[Dataset entries]
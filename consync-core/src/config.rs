//! YAML configuration.
//!
//! # Storage layout
//!
//! ```text
//! ~/.consync/
//!   config.yaml   (mode 0600: holds the API password)
//!   status.db     (default status store)
//!   source.db     (default source store)
//! ```
//!
//! # API pattern
//!
//! Every function that touches disk has two forms:
//! - `fn_at(home: &Path, …)`: explicit home; used in tests with `TempDir`
//! - `fn(…)`: derives home from `dirs::home_dir()`, delegates to `_at`

use std::collections::BTreeMap;
use std::path::{Path, PathBuf};
use std::time::Duration;

use serde::{Deserialize, Serialize};

use crate::error::ConfigError;

/// Environment variable that overrides `api.password` when set.
pub const PASSWORD_ENV: &str = "CONSYNC_API_PASSWORD";

pub const DEFAULT_BATCH_SIZE: u32 = 50;

/// Upper bound accepted for `api.token_ttl_secs` (30 days).
pub const MAX_TOKEN_TTL_SECS: u64 = 30 * 24 * 3600;

// ---------------------------------------------------------------------------
// Types
// ---------------------------------------------------------------------------

/// Root of `config.yaml`.
#[derive(Debug, Clone, PartialEq, Eq, Serialize, Deserialize)]
pub struct Config {
    pub api: ApiConfig,
    #[serde(default)]
    pub sync: SyncSettings,
    #[serde(default)]
    pub storage: StorageConfig,
    /// Town codes known to differ between the two systems (source → remote).
    #[serde(default)]
    pub town_overrides: BTreeMap<String, String>,
}

/// Remote API endpoint and credentials.
#[derive(Debug, Clone, PartialEq, Eq, Serialize, Deserialize)]
pub struct ApiConfig {
    pub base_url: String,
    pub username: String,
    #[serde(default)]
    pub password: String,
    #[serde(default = "default_lang_code")]
    pub lang_code: String,
    #[serde(default = "default_token_ttl_secs")]
    pub token_ttl_secs: u64,
    #[serde(default = "default_connect_timeout_secs")]
    pub connect_timeout_secs: u64,
    #[serde(default = "default_read_timeout_secs")]
    pub read_timeout_secs: u64,
}

#[derive(Debug, Clone, PartialEq, Eq, Serialize, Deserialize)]
pub struct SyncSettings {
    #[serde(default = "default_batch_size")]
    pub batch_size: u32,
    /// Timer period for the daemon.
    #[serde(default = "default_interval_secs")]
    pub interval_secs: u64,
}

/// Database locations. Unset paths resolve under `~/.consync/`.
#[derive(Debug, Clone, PartialEq, Eq, Default, Serialize, Deserialize)]
pub struct StorageConfig {
    #[serde(default, skip_serializing_if = "Option::is_none")]
    pub source_db: Option<PathBuf>,
    #[serde(default, skip_serializing_if = "Option::is_none")]
    pub status_db: Option<PathBuf>,
}

fn default_lang_code() -> String {
    "zh_CN".to_string()
}

fn default_token_ttl_secs() -> u64 {
    3600
}

fn default_connect_timeout_secs() -> u64 {
    10
}

fn default_read_timeout_secs() -> u64 {
    30
}

fn default_batch_size() -> u32 {
    DEFAULT_BATCH_SIZE
}

fn default_interval_secs() -> u64 {
    300
}

impl Default for SyncSettings {
    fn default() -> Self {
        Self {
            batch_size: default_batch_size(),
            interval_secs: default_interval_secs(),
        }
    }
}

impl ApiConfig {
    pub fn token_ttl(&self) -> Duration {
        Duration::from_secs(self.token_ttl_secs)
    }

    pub fn connect_timeout(&self) -> Duration {
        Duration::from_secs(self.connect_timeout_secs)
    }

    pub fn read_timeout(&self) -> Duration {
        Duration::from_secs(self.read_timeout_secs)
    }
}

impl SyncSettings {
    pub fn interval(&self) -> Duration {
        Duration::from_secs(self.interval_secs)
    }
}

impl StorageConfig {
    pub fn source_db_at(&self, home: &Path) -> PathBuf {
        self.source_db
            .clone()
            .unwrap_or_else(|| consync_root(home).join("source.db"))
    }

    pub fn status_db_at(&self, home: &Path) -> PathBuf {
        self.status_db
            .clone()
            .unwrap_or_else(|| consync_root(home).join("status.db"))
    }
}

impl Config {
    /// Starter config written by `consync config init`.
    pub fn template(base_url: &str, username: &str) -> Self {
        Self {
            api: ApiConfig {
                base_url: base_url.to_string(),
                username: username.to_string(),
                password: String::new(),
                lang_code: default_lang_code(),
                token_ttl_secs: default_token_ttl_secs(),
                connect_timeout_secs: default_connect_timeout_secs(),
                read_timeout_secs: default_read_timeout_secs(),
            },
            sync: SyncSettings::default(),
            storage: StorageConfig::default(),
            town_overrides: BTreeMap::new(),
        }
    }

    /// Check values serde cannot express.
    pub fn validate(&self) -> Result<(), ConfigError> {
        if self.api.base_url.trim().is_empty() {
            return Err(ConfigError::Invalid {
                field: "api.base_url",
                reason: "must not be empty".to_string(),
            });
        }
        if !self.api.base_url.starts_with("http://") && !self.api.base_url.starts_with("https://")
        {
            return Err(ConfigError::Invalid {
                field: "api.base_url",
                reason: format!("expected an http(s) URL, got '{}'", self.api.base_url),
            });
        }
        if self.api.username.trim().is_empty() {
            return Err(ConfigError::Invalid {
                field: "api.username",
                reason: "must not be empty".to_string(),
            });
        }
        if self.api.token_ttl_secs == 0 || self.api.token_ttl_secs > MAX_TOKEN_TTL_SECS {
            return Err(ConfigError::Invalid {
                field: "api.token_ttl_secs",
                reason: format!(
                    "must be between 1 and {MAX_TOKEN_TTL_SECS}, got {}",
                    self.api.token_ttl_secs
                ),
            });
        }
        if self.sync.batch_size == 0 {
            return Err(ConfigError::Invalid {
                field: "sync.batch_size",
                reason: "must be positive".to_string(),
            });
        }
        if self.sync.interval_secs == 0 {
            return Err(ConfigError::Invalid {
                field: "sync.interval_secs",
                reason: "must be positive".to_string(),
            });
        }
        Ok(())
    }

    fn apply_env_overrides(&mut self) {
        if let Ok(password) = std::env::var(PASSWORD_ENV) {
            if !password.is_empty() {
                self.api.password = password;
            }
        }
    }
}

// ---------------------------------------------------------------------------
// Paths
// ---------------------------------------------------------------------------

/// `<home>/.consync/`
pub fn consync_root(home: &Path) -> PathBuf {
    home.join(".consync")
}

/// `<home>/.consync/config.yaml`: pure, no I/O.
pub fn config_path_at(home: &Path) -> PathBuf {
    consync_root(home).join("config.yaml")
}

// ---------------------------------------------------------------------------
// Load / save
// ---------------------------------------------------------------------------

/// Load and validate `<home>/.consync/config.yaml`, then apply env overrides.
///
/// Returns `ConfigError::ConfigNotFound` if absent,
/// `ConfigError::Parse` (with path + line context) if malformed YAML.
pub fn load_at(home: &Path) -> Result<Config, ConfigError> {
    let path = config_path_at(home);
    if !path.exists() {
        return Err(ConfigError::ConfigNotFound { path });
    }
    let contents = std::fs::read_to_string(&path)?;
    let mut config: Config =
        serde_yaml::from_str(&contents).map_err(|e| ConfigError::Parse { path, source: e })?;
    config.apply_env_overrides();
    config.validate()?;
    Ok(config)
}

/// `load_at` convenience wrapper.
pub fn load() -> Result<Config, ConfigError> {
    load_at(&home()?)
}

/// Atomically save the config.
///
/// Write flow: serialize → `.yaml.tmp` sibling → `chmod 0600` → `rename`.
pub fn save_at(home: &Path, config: &Config) -> Result<PathBuf, ConfigError> {
    let root = consync_root(home);
    if !root.exists() {
        std::fs::create_dir_all(&root)?;
        set_dir_permissions(&root)?;
    }
    let path = config_path_at(home);
    let tmp_path = path.with_file_name("config.yaml.tmp");

    let yaml = serde_yaml::to_string(config)?;
    std::fs::write(&tmp_path, yaml)?;
    set_file_permissions(&tmp_path)?;
    std::fs::rename(&tmp_path, &path)?;
    Ok(path)
}

/// `save_at` convenience wrapper.
pub fn save(config: &Config) -> Result<PathBuf, ConfigError> {
    save_at(&home()?, config)
}

/// Resolve the user's home directory.
pub fn home() -> Result<PathBuf, ConfigError> {
    dirs::home_dir().ok_or(ConfigError::HomeNotFound)
}

#[cfg(unix)]
fn set_file_permissions(path: &Path) -> Result<(), ConfigError> {
    use std::os::unix::fs::PermissionsExt;
    std::fs::set_permissions(path, std::fs::Permissions::from_mode(0o600))?;
    Ok(())
}

#[cfg(not(unix))]
fn set_file_permissions(_path: &Path) -> Result<(), ConfigError> {
    Ok(())
}

#[cfg(unix)]
fn set_dir_permissions(path: &Path) -> Result<(), ConfigError> {
    use std::os::unix::fs::PermissionsExt;
    std::fs::set_permissions(path, std::fs::Permissions::from_mode(0o700))?;
    Ok(())
}

#[cfg(not(unix))]
fn set_dir_permissions(_path: &Path) -> Result<(), ConfigError> {
    Ok(())
}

About this exercise:
The lines needed are the ones from the first line of the entries through the line that contains "derives home from", given again without any change.

Written solution:
filename consync-core/src/config.rs
//! YAML configuration.
//!
//! # Storage layout
//!
//! ```text
//! ~/.consync/
//!   config.yaml   (mode 0600: holds the API password)
//!   status.db     (default status store)
//!   source.db     (default source store)
//! ```
//!
//! # API pattern
//!
//! Every function that touches disk has two forms:
//! - `fn_at(home: &Path, …)`: explicit home; used in tests with `TempDir`
//! - `fn(…)`: derives home from `dirs::home_dir()`, delegates to `_at`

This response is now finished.